Visiting Malta? Spending a day on the little island of Comino is a must!
Comino is a small paradise island lying between Malta and Gozo, home to the infamous Blue Lagoon. The island is mostly uninhabited, except for a few older members of a family, of which one is the island’s guardian; the island’s sparse population has dwindled to almost nothing. It’s a completely undeveloped island, except for a few odd buildings and a single dirt road. But if you take the time to explore it, you will find that the island, which takes no more than a few hours to walk around, has many hidden curiosities.
You may reach Comino by ferry from Cirkewwa, Malta, or by a few smaller boat operators from various locations in Malta and Gozo. Most services will bring you directly to the Blue Lagoon. You will find kiosks selling food and drinks here, but if you plan to walk around the island, make sure to take water with you. Also be warned that there is no shade, but for beach umbrellas and a small woodland in one area of the island.
The Blue Lagoon
Nothing can prepare you for the dazzling sight of the clearest azure water you will ever set eyes on. The Blue Lagoon is set between Comino and the islet of Kemmunet, which are stark but which geological features are unusual and create a beautiful setting. The sand is white and thick, sinking straight to the bottom, meaning the water is never murky. The rocks and underwater caves are rich with marine life, and snorkelling here is a treat.
The best time to enjoy the Blue Lagoon is before the first ferry has arrived or the last ferry has left, leaving the place deserted with an awe-inspiring beauty. Otherwise expect its shores to be crammed with deckchairs, share a crowded swimming area, and listen to the noise of the crowd and the boats chugging back and forth every few minutes.
Camping, Santa Maria Bay
It is worth considering spending the night in Comino just to experience the pristine desert island sensation. Camping is an option at Santa Marija Bay, a mere twenty minute walk from the Blue Lagoon along the northern side, while in St Nicholas bay, which is located between them, there is a hotel that operates during the summer months only.

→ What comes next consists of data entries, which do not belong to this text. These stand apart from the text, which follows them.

use clap::Parser;
use comfy_table::{presets::UTF8_FULL, Cell, Table as ComfyTable};
use config::{Config, Environment, File};
use partitiondb::network::{Request, Response};
use partitiondb::parser::parse_query;
use rustyline::error::ReadlineError;
use rustyline::DefaultEditor;
use serde::Deserialize;
use serde_json::Value;
use std::path::Path;
use tokio::io::{AsyncBufReadExt, AsyncWriteExt, BufReader};
use tokio::net::tcp::{ReadHalf, WriteHalf};
use tokio::net::TcpStream;

/// partitiondb interactive client
#[derive(Parser, Debug)]
#[command(name = "pdb_cli")]
#[command(about = "Interactive client for a partitiondb server", long_about = None)]
struct Args {
    /// Server host
    #[arg(short = 'H', long)]
    host: Option<String>,

    /// Server port
    #[arg(short = 'p', long)]
    port: Option<u16>,

    /// Tenant to act as
    #[arg(short = 't', long)]
    tenant: Option<String>,
}

#[derive(Debug, Deserialize)]
struct ClientConfig {
    #[serde(default = "default_host")]
    host: String,
    #[serde(default = "default_port")]
    port: u16,
    #[serde(default = "default_tenant")]
    tenant: String,
}

fn default_host() -> String { "127.0.0.1".to_string() }
fn default_port() -> u16 { 7878 }
fn default_tenant() -> String { "default".to_string() }

impl ClientConfig {
    /// CLI args > PARTITIONDB_CLI_* env > config file > defaults
    fn load(args: &Args) -> Self {
        let config_paths = ["/etc/partitiondb/pdb_cli.toml", "./pdb_cli.toml"];

        let mut builder = Config::builder();
        if let Some(path) = config_paths.iter().find(|p| Path::new(p).exists()) {
            builder = builder.add_source(File::with_name(path));
            eprintln!("Loaded config from: {path}");
        }
        builder = builder.add_source(Environment::with_prefix("PARTITIONDB_CLI").separator("_"));

        let base = builder
            .build()
            .ok()
            .and_then(|c| c.try_deserialize::<Self>().ok())
            .unwrap_or_else(|| Self {
                host: default_host(),
                port: default_port(),
                tenant: default_tenant(),
            });

        Self {
            host: args.host.clone().unwrap_or(base.host),
            port: args.port.unwrap_or(base.port),
            tenant: args.tenant.clone().unwrap_or(base.tenant),
        }
    }
}

const HELP: &str = "\
Meta-commands:
  \\q, \\quit                       - Quit
  \\tenant [name]                   - Show or switch tenant
  \\dt                              - List tables
  \\d <table>                       - Show table schema
  \\usage                           - Storage usage for the tenant
  \\read <table>                    - Every row of a table
  \\add <table> <json>              - Insert a row
  \\set <table> <rowId> <col> <json> - Update one cell
  \\del <table> <rowId>             - Delete a row
  \\?, \\help                       - Show this help

Anything else is sent as a query document, e.g.
  {\"from\": \"orders\", \"where\": {\"field\": \"total\", \"op\": \"gt\", \"value\": 10}}
A line with an \"op\" key is sent as a raw request.";

enum Command {
    Send(Request),
    Quit,
    Handled,
}

fn parse_json(text: &str) -> Result<Value, String> {
    serde_json::from_str(text).map_err(|e| format!("invalid JSON: {e}"))
}

/// Turn one input line into a request, or handle it locally
fn interpret(input: &str, tenant: &mut String) -> Result<Command, String> {
    let tenant_name = tenant.clone();
    if !input.starts_with('\\') {
        if let Ok(raw) = Request::decode(input) {
            return Ok(Command::Send(raw));
        }
        let query = parse_query(input).map_err(|e| e.to_string())?;
        return Ok(Command::Send(Request::Query {
            tenant: tenant_name,
            query,
            options: None,
        }));
    }

    let mut parts = input.splitn(2, char::is_whitespace);
    let command = parts.next().unwrap_or_default();
    let rest = parts.next().unwrap_or_default().trim();
    let mut words = rest.split_whitespace();

    let request = match command {
        "\\q" | "\\quit" => return Ok(Command::Quit),
        "\\?" | "\\h" | "\\help" => {
            println!("{HELP}");
            return Ok(Command::Handled);
        }
        "\\tenant" => {
            if !rest.is_empty() {
                *tenant = rest.to_string();
            }
            println!("Tenant: {tenant}");
            return Ok(Command::Handled);
        }
        "\\dt" => Request::ListTables { tenant: tenant_name },
        "\\usage" => Request::Usage { tenant: tenant_name },
        "\\d" | "\\read" => {
            let table = words.next().ok_or("missing table name")?.to_string();
            if command == "\\d" {
                Request::GetSchema { tenant: tenant_name, table }
            } else {
                Request::ReadTable { tenant: tenant_name, table }
            }
        }
        "\\add" => {
            let (table, json) = rest.split_once(char::is_whitespace).ok_or("usage: \\add <table> <json>")?;
            Request::AddRow {
                tenant: tenant_name,
                table: table.to_string(),
                row: parse_json(json.trim())?,
            }
        }
        "\\set" => {
            let mut fields = rest.splitn(4, char::is_whitespace);
            let (Some(table), Some(row_id), Some(column), Some(json)) =
                (fields.next(), fields.next(), fields.next(), fields.next())
            else {
                return Err("usage: \\set <table> <rowId> <column> <json>".to_string());
            };
            Request::UpdateCell {
                tenant: tenant_name,
                table: table.to_string(),
                row_id: row_id.to_string(),
                column: column.to_string(),
                value: parse_json(json.trim())?,
            }
        }
        "\\del" => {
            let (Some(table), Some(row_id)) = (words.next(), words.next()) else {
                return Err("usage: \\del <table> <rowId>".to_string());
            };
            Request::DeleteRow {
                tenant: tenant_name,
                table: table.to_string(),
                row_id: row_id.to_string(),
            }
        }
        _ => return Err(format!("Unknown meta-command: {command}. Use \\? for help.")),
    };
    Ok(Command::Send(request))
}

/// Rows render as a table; anything else as pretty JSON
fn render(result: &Value) {
    let rows = match result {
        Value::Object(map) => map.get("rows").and_then(Value::as_array),
        _ => None,
    };
    let Some(rows) = rows else {
        println!("{}", serde_json::to_string_pretty(result).unwrap_or_default());
        return;
    };

    let mut columns: Vec<String> = result
        .get("columns")
        .and_then(Value::as_array)
        .map(|cols| cols.iter().filter_map(|c| c.as_str().map(str::to_string)).collect())
        .unwrap_or_default();
    if columns.is_empty() {
        for row in rows {
            if let Some(obj) = row.as_object() {
                for key in obj.keys() {
                    if !columns.contains(key) {
                        columns.push(key.clone());
                    }
                }
            }
        }
    }

    let mut table = ComfyTable::new();
    table.load_preset(UTF8_FULL);
    table.set_header(columns.iter().map(Cell::new));
    for row in rows {
        table.add_row(columns.iter().map(|c| match row.get(c) {
            None | Some(Value::Null) => Cell::new("NULL"),
            Some(Value::String(s)) => Cell::new(s),
            Some(other) => Cell::new(other.to_string()),
        }));
    }
    println!("{table}");

    let mut footer = format!("({} rows)", rows.len());
    if let Some(total) = result.get("total").and_then(Value::as_u64) {
        footer.push_str(&format!(", {total} total"));
    }
    if let Some(ms) = result.pointer("/stats/elapsedMs").and_then(Value::as_u64) {
        footer.push_str(&format!(", {ms} ms"));
    }
    println!("{footer}");
}

async fn round_trip(
    reader: &mut BufReader<ReadHalf<'_>>,
    writer: &mut WriteHalf<'_>,
    request: &Request,
) -> Result<Option<Response>, Box<dyn std::error::Error>> {
    let mut line = request.encode()?;
    line.push('\n');
    writer.write_all(line.as_bytes()).await?;
    writer.flush().await?;

    let mut reply = String::new();
    if reader.read_line(&mut reply).await? == 0 {
        return Ok(None);
    }
    Ok(Some(Response::decode(&reply)?))
}

#[tokio::main]
async fn main() -> Result<(), Box<dyn std::error::Error>> {
    let args = Args::parse();
    let config = ClientConfig::load(&args);

    let addr = format!("{}:{}", config.host, config.port);
    println!("Connecting to {addr}...");
    let mut stream = match TcpStream::connect(&addr).await {
        Ok(s) => s,
        Err(e) => {
            eprintln!("Connection failed: {e}");
            eprintln!("Is the server running? Start it with: partitiondb --port {}", config.port);
            return Err(e.into());
        }
    };
    let (reader, mut writer) = stream.split();
    let mut reader = BufReader::new(reader);

    let mut rl = DefaultEditor::new()?;
    let history_file = dirs::home_dir().map(|mut p| {
        p.push(".pdb_cli_history");
        p
    });
    if let Some(ref path) = history_file {
        let _ = rl.load_history(path);
    }

    let mut tenant = config.tenant;
    println!("Connected. Tenant: {tenant}. Type \\? for help, \\q to quit.\n");

    loop {
        let input = match rl.readline(&format!("{tenant}> ")) {
            Ok(line) => line,
            Err(ReadlineError::Interrupted | ReadlineError::Eof) => break,
            Err(err) => {
                eprintln!("Error: {err:?}");
                break;
            }
        };
        let input = input.trim();
        if input.is_empty() {
            continue;
        }
        let _ = rl.add_history_entry(input);

        let request = match interpret(input, &mut tenant) {
            Ok(Command::Send(request)) => request,
            Ok(Command::Quit) => break,
            Ok(Command::Handled) => continue,
            Err(message) => {
                eprintln!("{message}");
                continue;
            }
        };

        match round_trip(&mut reader, &mut writer, &request).await? {
            None => {
                eprintln!("Connection closed by server");
                break;
            }
            Some(Response { ok: true, result, .. }) => render(&result.unwrap_or(Value::Null)),
            Some(Response { error, .. }) => match error {
                Some(e) => eprintln!("{}: {}", e.kind, e.message),
                None => eprintln!("request failed"),
            },
        }
    }

    if let Some(ref path) = history_file {
        let _ = rl.save_history(path);
    }
    println!("Bye");
    Ok(())
}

Santa Marija Bay is underrated, not surprisingly when it is competing with the Blue Lagoon. But the bay is very pretty, the water is inviting, and the beach is lined with trees that offer their kind shade from the hot summer sun. The camping area lies just behind the trees, a comfortable stretch of flat land just metres from the beach. The area is served by showers and toilets. Bungalows from the hotel discreetly line the west side, where the police station and chapel are also located, while to the east a path leads to the magnificent Santa Marija Caves.
Traditionally, a service is held at the chapel on Saturday evening, and locals come ashore from their yachts and sailing boats to attend, so that, religious duty done, they can fully enjoy their Sunday relaxation on water. The police in Comino wear shorts and, as you can imagine and rarely have much to do.
The path that leads east from Santa Marija Bay takes you through a rugged terrain past a smaller beach. Beyond the beach, giant rocks are strewn across the ground as though they didn’t belong there. Geologists confirm that the rocks were carried by the water from far away and placed there by some powerful waves eons ago. Make your way through these rocks to the water’s edge, and there you will find the mouth to the Santa Marija Caves.
Exploring Comino Island
Be prepared to marvel at the spectacle, the rock art engraved by wind and water in time. A large mouth gives entry to a large cave into which you must step down. Further along, another step leads directly into a natural indoor swimming pool. The pool is connected to the exterior from two sides of the cliff and boat dives here are popular. Above water, the cave also gives way to the other cliff side through a window, and here, four massive cave mouths provide much entertainment to deep water soloing enthusiasts. The sea inside and outside the cave is wonderful to swim in.
Back along the way you came, go all the way to the dirt road. As you walk up, you will come to a fork in the road. To the west is the way to the Blue Lagoon, whence you came; take the road south. Along the way, you will stumble upon a small military cemetery, a pig farm, the little farmstead belonging to the island’s four inhabitants, and some old army barracks, before you finally reach the historic tower.
St. Mary’s Tower
Saint Mary’s Tower, also known as the Comino Tower, is a large bastioned watchtower, which was built in 1618 by Grand Master Wignacourt. If you’re lucky, the flag will be flying and you can gain free entry to the interior of the tower, which is run by volunteers from Din L-Art Ħelwa.
But the real spectacle is the view from the tower. Perched on the edge of a high cliff, the tower watches over the stunning scatter of islets separating the Crystal Lagoon below from the Blue Lagoon, with their caves, arches and windows, as Gozo lies yonder with church steeples against the sky. This is absolutely the best sunset spot on Comino, but you’ll have to sleep over to enjoy it.
The trail follows along the cliff edge down to the Crystal Lagoon, a rounded bay with sparkling deep blue waters surrounded by high cliffs and caves, or to the Blue Lagoon, arriving from the other side. With this you have completed your Comino Tour!